Problem details: Look for the word "allocated" in the entries and copy each line where it appears.

::::

//! # Bucket Table
//!
//! Maps an unsigned magnitude to one of 16 buckets. A packed integer is
//! written as its bucket symbol followed by `BUCKET_SIZES[bucket]` raw bits
//! holding `value - BUCKET_OFFSETS[bucket]`.
//!
//! ```text
//! bucket:  0  1  2  3  4  5   6   7    8     9    10     11 ...   15
//! offset:  0  1  2  4  8  16  32  96   352  1376  5472  38240 ... 153392480
//! extra:   0  0  1  2  3  4   6   8    10    12   15     18  ...   32
//! ```
//!
//! Each offset is the previous offset plus the previous bucket's range, so
//! the buckets tile `0..=u32::MAX` without gaps. Bucket 15 carries a full
//! 32 extra bits and absorbs everything above its offset.

/// Number of buckets, which is also the Huffman alphabet size.
pub const BUCKET_COUNT: usize = 16;

/// Extra raw bits emitted after each bucket symbol.
pub const BUCKET_SIZES: [u8; BUCKET_COUNT] = [0, 0, 1, 2, 3, 4, 6, 8, 10, 12, 15, 18, 21, 24, 27, 32];

/// Smallest magnitude that falls into each bucket.
pub const BUCKET_OFFSETS: [u32; BUCKET_COUNT] = [
    0,
    1,
    2,
    4,
    8,
    16,
    32,
    96,
    352,
    1376,
    5472,
    38240,
    300_384,
    2_397_536,
    19_174_752,
    153_392_480,
];

/// Bucket holding the smallest value with a given leading-zero count.
///
/// Indexed by `value.leading_zeros()` (0..=32). Every power-of-two range
/// spans at most two buckets, so one comparison against the next offset
/// finishes the classification.
const FIRST_BUCKET_CANDIDATE: [u8; 33] = first_bucket_candidates();

const fn first_bucket_candidates() -> [u8; 33] {
    let mut table = [0u8; 33];
    let mut zeros = 0;
    while zeros < 32 {
        table[zeros] = classify_linear(1u32 << (31 - zeros)) as u8;
        zeros += 1;
    }
    table
}

/// Forward scan over the offset table.
const fn classify_linear(value: u32) -> usize {
    let mut bucket = 0;
    while bucket + 1 < BUCKET_COUNT && value >= BUCKET_OFFSETS[bucket + 1] {
        bucket += 1;
    }
    bucket
}

/// Returns the bucket `b` with `BUCKET_OFFSETS[b] <= value` and
/// `value < BUCKET_OFFSETS[b + 1]` (or `b == 15`).
#[inline]
#[must_use]
pub fn classify_bucket(value: u32) -> usize {
    let mut bucket = FIRST_BUCKET_CANDIDATE[value.leading_zeros() as usize] as usize;
    if bucket + 1 < BUCKET_COUNT && value >= BUCKET_OFFSETS[bucket + 1] {
        bucket += 1;
    }
    bucket
}

/// Total bits a value costs beyond its bucket symbol.
#[inline]
#[must_use]
pub fn extra_bits(value: u32) -> u8 {
    BUCKET_SIZES[classify_bucket(value)]
}
//! # Node Arena
//!
//! Flat storage for the package-merge tree. Nodes are addressed by index and
//! the whole arena is dropped (or reset) once code lengths are extracted.

/// Index of a node inside a [`NodeArena`].
pub type NodeId = u32;

/// Marker for "no child".
pub const NO_NODE: NodeId = NodeId::MAX;

/// A leaf (input symbol) or a package of two nodes.
#[derive(Clone, Copy, Debug, PartialEq, Eq)]
pub struct Node {
    /// Symbol for leaves; unused for packages.
    pub symbol: u16,
    /// Symbol frequency, or the combined weight of a package.
    pub frequency: u64,
    /// Left child, [`NO_NODE`] for leaves.
    pub left: NodeId,
    /// Right child, [`NO_NODE`] for leaves.
    pub right: NodeId,
}

impl Node {
    /// Returns true if this node is an input symbol.
    #[inline]
    #[must_use]
    pub const fn is_leaf(&self) -> bool {
        self.left == NO_NODE
    }
}

/// Bump-style node storage for one length-limited build.
///
/// # Thread Safety
///
/// Not shared. Each build owns its arena.
#[derive(Debug, Default)]
pub struct NodeArena {
    nodes: Vec<Node>,
}

impl NodeArena {
    /// Creates an arena with room for `capacity` nodes.
    #[must_use]
    pub fn with_capacity(capacity: usize) -> Self {
        Self {
            nodes: Vec::with_capacity(capacity),
        }
    }

    /// Number of allocated nodes.
    #[inline]
    #[must_use]
    pub fn len(&self) -> usize {
        self.nodes.len()
    }

    /// Returns true if no node has been allocated.
    #[inline]
    #[must_use]
    pub fn is_empty(&self) -> bool {
        self.nodes.is_empty()
    }

    /// Allocates a leaf for `symbol`.
    pub fn leaf(&mut self, symbol: u16, frequency: u64) -> NodeId {
        self.push(Node {
            symbol,
            frequency,
            left: NO_NODE,
            right: NO_NODE,
        })
    }

    /// Allocates a package combining `left` and `right`.
    pub fn package(&mut self, left: NodeId, right: NodeId) -> NodeId {
        let frequency = self.get(left).frequency + self.get(right).frequency;
        self.push(Node {
            symbol: 0,
            frequency,
            left,
            right,
        })
    }

    /// Returns the node at `id`.
    #[inline]
    #[must_use]
    pub fn get(&self, id: NodeId) -> &Node {
        &self.nodes[id as usize]
    }

    /// Drops every node, keeping the allocation.
    #[inline]
    pub fn reset(&mut self) {
        self.nodes.clear();
    }

    fn push(&mut self, node: Node) -> NodeId {
        let id = self.nodes.len() as NodeId;
        debug_assert!(id != NO_NODE, "node arena exhausted");
        self.nodes.push(node);
        id
    }
}

#[cfg(test)]
mod tests {
    use super::*;

    #[test]
    fn test_package_weight() {
        let mut arena = NodeArena::with_capacity(4);
        let a = arena.leaf(0, 3);
        let b = arena.leaf(1, 5);
        let p = arena.package(a, b);

        assert_eq!(arena.len(), 3);
        assert!(arena.get(a).is_leaf());
        assert!(!arena.get(p).is_leaf());
        assert_eq!(arena.get(p).frequency, 8);
    }

    #[test]
    fn test_reset() {
        let mut arena = NodeArena::default();
        arena.leaf(7, 1);
        assert!(!arena.is_empty());

        arena.reset();
        assert!(arena.is_empty());
    }
}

::::

Response to the exercise:
    /// Number of allocated nodes.
    /// Returns true if no node has been allocated.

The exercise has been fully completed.